6  Running regressions in R

One of the most common and flexible ways to analyze data is using a linear regression model. While R comes with the lm function to run regressions, I recommend the fixest package. This uses the same syntax as lm but has a bunch of features that make many things simpler and nicer.

## You might need to install this. To do so, run this:
## install.packages("fixest")
library(fixest)

To begin, we will use a data set on the SAT scores of NYC public schools

nyc <- read.csv("data/nyc_sat.csv")
str(nyc)
'data.frame':   435 obs. of  22 variables:
 $ school_id                : chr  "02M260" "06M211" "01M539" "02M294" ...
 $ school_name              : chr  "Clinton School Writers and Artists" "Inwood Early College for Health and Information Technologies" "New Explorations into Science, Technology and Math High School" "Essex Street Academy" ...
 $ borough                  : chr  "Manhattan" "Manhattan" "Manhattan" "Manhattan" ...
 $ building_code            : chr  "M933" "M052" "M022" "M445" ...
 $ street_address           : chr  "425 West 33rd Street" "650 Academy Street" "111 Columbia Street" "350 Grand Street" ...
 $ city                     : chr  "Manhattan" "Manhattan" "Manhattan" "Manhattan" ...
 $ state                    : chr  "NY" "NY" "NY" "NY" ...
 $ zip_code                 : int  10001 10002 10002 10002 10002 10002 10002 10002 10002 10002 ...
 $ latitude                 : num  40.8 40.9 40.7 40.7 40.7 ...
 $ longitude                : num  -74 -73.9 -74 -74 -74 ...
 $ phone_number             : chr  "212-695-9114" "718-935-3660  " "212-677-5190" "212-475-4773" ...
 $ start_time               : chr  "" "8:30 AM" "8:15 AM" "8:00 AM" ...
 $ end_time                 : chr  "" "3:00 PM" "4:00 PM" "2:45 PM" ...
 $ student_enrollment       : int  NA 87 1735 358 383 416 255 545 329 363 ...
 $ percent_white            : chr  "" "3.4%" "28.6%" "11.7%" ...
 $ percent_black            : chr  "" "21.8%" "13.3%" "38.5%" ...
 $ percent_hispanic         : chr  "" "67.8%" "18.0%" "41.3%" ...
 $ percent_asian            : chr  "" "4.6%" "38.5%" "5.9%" ...
 $ average_score_sat_math   : int  NA NA 657 395 418 613 410 634 389 438 ...
 $ average_score_sat_reading: int  NA NA 601 411 428 453 406 641 395 413 ...
 $ average_score_sat_writing: int  NA NA 601 387 415 463 381 639 381 394 ...
 $ percent_tested           : chr  "" "" "91.0%" "78.9%" ...
## Looks like NYC :-)
plot(latitude ~ longitude, data = nyc)

6.0.0.1 Exercise

Whenever working with a new dataset, it is good to plot variables to get a sense of the data.
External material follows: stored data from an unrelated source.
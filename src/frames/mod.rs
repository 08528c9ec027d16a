//! Flip-book frame sequences: addressing, background loading, playback.
//!
//! A sequence is a directory of contiguous, 1-based, zero-padded image
//! files. The [`FrameLoader`] decodes them off the render thread into a
//! [`FrameStore`]; the [`FramePlayer`] plays whatever has arrived, skipping
//! indices that are still pending or failed to decode.

mod loader;
mod player;
mod sequence;

pub use loader::FrameLoader;
pub use player::{fit_rect, DrawSurface, FitRect, FramePlayer, TickOutcome};
pub use sequence::{FrameImage, FrameSlot, FrameSource, FrameStore};
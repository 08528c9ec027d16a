//! Autoplay and manual-control timing.

use serde::{Deserialize, Serialize};
use web_time::Duration;

/// Timing for the circular model carousel.
///
/// Clicking an item suppresses autoplay for a longer window than keyboard
/// navigation does; both windows restart on repeated input.
#[derive(Debug, Clone, Serialize, Deserialize, PartialEq, Eq)]
#[serde(default)]
pub struct CarouselOptions {
    /// Autoplay advancement period in milliseconds (0 disables autoplay).
    pub autoplay_period_ms: u64,
    /// Manual-control window after a click selection, in milliseconds.
    pub click_cooldown_ms: u64,
    /// Manual-control window after keyboard navigation, in milliseconds.
    pub key_cooldown_ms: u64,
}

impl Default for CarouselOptions {
    fn default() -> Self {
        Self {
            autoplay_period_ms: 2000,
            click_cooldown_ms: 5000,
            key_cooldown_ms: 3000,
        }
    }
}

impl CarouselOptions {
    /// Autoplay advancement period.
    #[must_use]
    pub fn autoplay_period(&self) -> Duration {
        Duration::from_millis(self.autoplay_period_ms)
    }

    /// Manual-control window after a click selection.
    #[must_use]
    pub fn click_cooldown(&self) -> Duration {
        Duration::from_millis(self.click_cooldown_ms)
    }

    /// Manual-control window after keyboard navigation.
    #[must_use]
    pub fn key_cooldown(&self) -> Duration {
        Duration::from_millis(self.key_cooldown_ms)
    }
}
In this class, a lot of data is clean already, but in the wild, you will see a lot of weirdness. For example, the Census Bureau often times codes NA in monthly income as 9999. If you don’t look at the data and instead just run regressions, your results will be really wonky from these “very high income earners”.

To familiarize ourselves with this data, let’s plot a few key variables.

  1. First, create a histogram of average_score_sat_math and average_score_sat_reading
  1. Print out percent_white; what’s the problem here?
  1. Create a scatter plot comparing SAT reading score with SAT math score. Please use quality x and y labels. Additionally, use a high-quality title. Try and write a descriptive title that gives your reader a “key takeaway”.

6.1 First regression by hand

First, let’s use some code to fix the percent variables. I simply delete the % from the string and then convert to a number:

nyc$percent_white <- as.numeric(gsub("%", "", nyc$percent_white))
nyc$percent_black <- as.numeric(gsub("%", "", nyc$percent_black))
nyc$percent_hispanic <- as.numeric(gsub("%", "", nyc$percent_hispanic))
nyc$percent_asian <- as.numeric(gsub("%", "", nyc$percent_asian))
nyc$percent_tested <- as.numeric(gsub("%", "", nyc$percent_tested))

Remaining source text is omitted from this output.